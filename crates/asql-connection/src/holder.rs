//! Reference-counted owner of one shared client

use std::sync::Arc;

use asql_core::{AsqlError, Backend, DatabaseDriver, Result};
use parking_lot::Mutex;
use uuid::Uuid;

use crate::client::SqlClient;
use crate::config::ClientConfig;
use crate::registry::Registration;

struct HolderState {
    ref_count: usize,
    client: Option<Arc<SqlClient>>,
}

/// Outcome of dropping one reference
pub(crate) enum Release {
    /// Other references remain, or the holder was already torn down
    Kept,
    /// That was the last reference; the client, if built, must be closed
    Last(Option<Arc<SqlClient>>),
}

/// Owns a lazily built [`SqlClient`] shared by every wrapper of one name
///
/// Starts with one reference. The client is torn down when the count drops
/// back to zero. A torn-down holder stays dead: it hands out no more
/// references and no new client.
///
/// A holder created by a registry releases its references inside the
/// registry's lock, so its entry disappears together with the last one.
pub struct ClientHolder {
    id: Uuid,
    backend: Backend,
    config: ClientConfig,
    driver: Arc<dyn DatabaseDriver>,
    registration: Option<Registration>,
    state: Mutex<HolderState>,
}

impl ClientHolder {
    /// Create a holder that belongs to no registry
    pub fn new(backend: Backend, config: ClientConfig, driver: Arc<dyn DatabaseDriver>) -> Self {
        Self::build(backend, config, driver, None)
    }

    pub(crate) fn registered(
        backend: Backend,
        config: ClientConfig,
        driver: Arc<dyn DatabaseDriver>,
        registration: Registration,
    ) -> Self {
        Self::build(backend, config, driver, Some(registration))
    }

    fn build(
        backend: Backend,
        config: ClientConfig,
        driver: Arc<dyn DatabaseDriver>,
        registration: Option<Registration>,
    ) -> Self {
        Self {
            id: Uuid::new_v4(),
            backend,
            config,
            driver,
            registration,
            state: Mutex::new(HolderState {
                ref_count: 1,
                client: None,
            }),
        }
    }

    pub fn id(&self) -> Uuid {
        self.id
    }

    pub fn backend(&self) -> Backend {
        self.backend
    }

    /// The shared client, built on first use
    pub fn client(&self) -> Result<Arc<SqlClient>> {
        let mut state = self.state.lock();
        if state.ref_count == 0 {
            return Err(AsqlError::PoolClosed(format!(
                "client {} has been closed",
                self.id
            )));
        }
        let client = state.client.get_or_insert_with(|| {
            Arc::new(SqlClient::new(
                self.backend,
                &self.config,
                self.driver.as_ref(),
            ))
        });
        Ok(client.clone())
    }

    /// Add a reference. Returns `false` if the holder was already torn down.
    pub fn inc_ref_count(&self) -> bool {
        let mut state = self.state.lock();
        if state.ref_count == 0 {
            return false;
        }
        state.ref_count += 1;
        tracing::trace!(holder = %self.id, ref_count = state.ref_count, "reference added");
        true
    }

    pub fn ref_count(&self) -> usize {
        self.state.lock().ref_count
    }

    /// Drop one reference under the holder lock
    pub(crate) fn release_ref(&self) -> Release {
        let mut state = self.state.lock();
        if state.ref_count == 0 {
            return Release::Kept;
        }
        state.ref_count -= 1;
        if state.ref_count > 0 {
            tracing::trace!(holder = %self.id, ref_count = state.ref_count, "reference released");
            return Release::Kept;
        }
        Release::Last(state.client.take())
    }

    /// Release one reference, tearing the client down with the last one
    pub async fn close(&self) -> Result<()> {
        let release = match &self.registration {
            Some(registration) => registration.release(self),
            None => self.release_ref(),
        };
        let Release::Last(client) = release else {
            return Ok(());
        };

        tracing::debug!(holder = %self.id, backend = %self.backend, "last reference released");
        match client {
            Some(client) => client.close().await,
            None => Ok(()),
        }
    }
}

#[cfg(test)]
mod tests {
    use super::*;
    use crate::testing::MockDriver;
    use std::sync::atomic::Ordering;

    fn holder() -> (ClientHolder, Arc<MockDriver>) {
        let driver = Arc::new(MockDriver::new(Backend::MySql));
        let holder = ClientHolder::new(Backend::MySql, ClientConfig::default(), driver.clone());
        (holder, driver)
    }

    #[tokio::test]
    async fn test_client_built_once() {
        let (holder, driver) = holder();
        let first = holder.client().expect("client");
        let second = holder.client().expect("client");
        assert!(Arc::ptr_eq(&first, &second));
        assert_eq!(driver.factories_built.load(Ordering::SeqCst), 1);
    }

    #[tokio::test]
    async fn test_only_last_close_tears_down() {
        let (holder, _) = holder();
        let client = holder.client().expect("client");
        assert_eq!(holder.ref_count(), 1);
        assert!(holder.inc_ref_count());
        assert_eq!(holder.ref_count(), 2);

        holder.close().await.expect("close");
        assert_eq!(holder.ref_count(), 1);
        assert!(!client.pool().is_closed());

        holder.close().await.expect("close");
        assert_eq!(holder.ref_count(), 0);
        assert!(client.pool().is_closed());

        holder.close().await.expect("close");
        assert_eq!(holder.ref_count(), 0);
    }

    #[tokio::test]
    async fn test_torn_down_holder_stays_dead() {
        let (holder, driver) = holder();
        holder.close().await.expect("close");

        assert!(!holder.inc_ref_count());
        assert_eq!(holder.ref_count(), 0);
        assert!(matches!(holder.client(), Err(AsqlError::PoolClosed(_))));
        assert_eq!(driver.factories_built.load(Ordering::SeqCst), 0);
    }
}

□ □ □

■ **What is needed**
The answer must be the line containing "assert_eq!(driver.factories_built.load(Ordering::SeqCst), 0);" and every line after it to the end of the records, repeated exactly.

■ **Solution to this task**
        assert_eq!(driver.factories_built.load(Ordering::SeqCst), 0);
    }
}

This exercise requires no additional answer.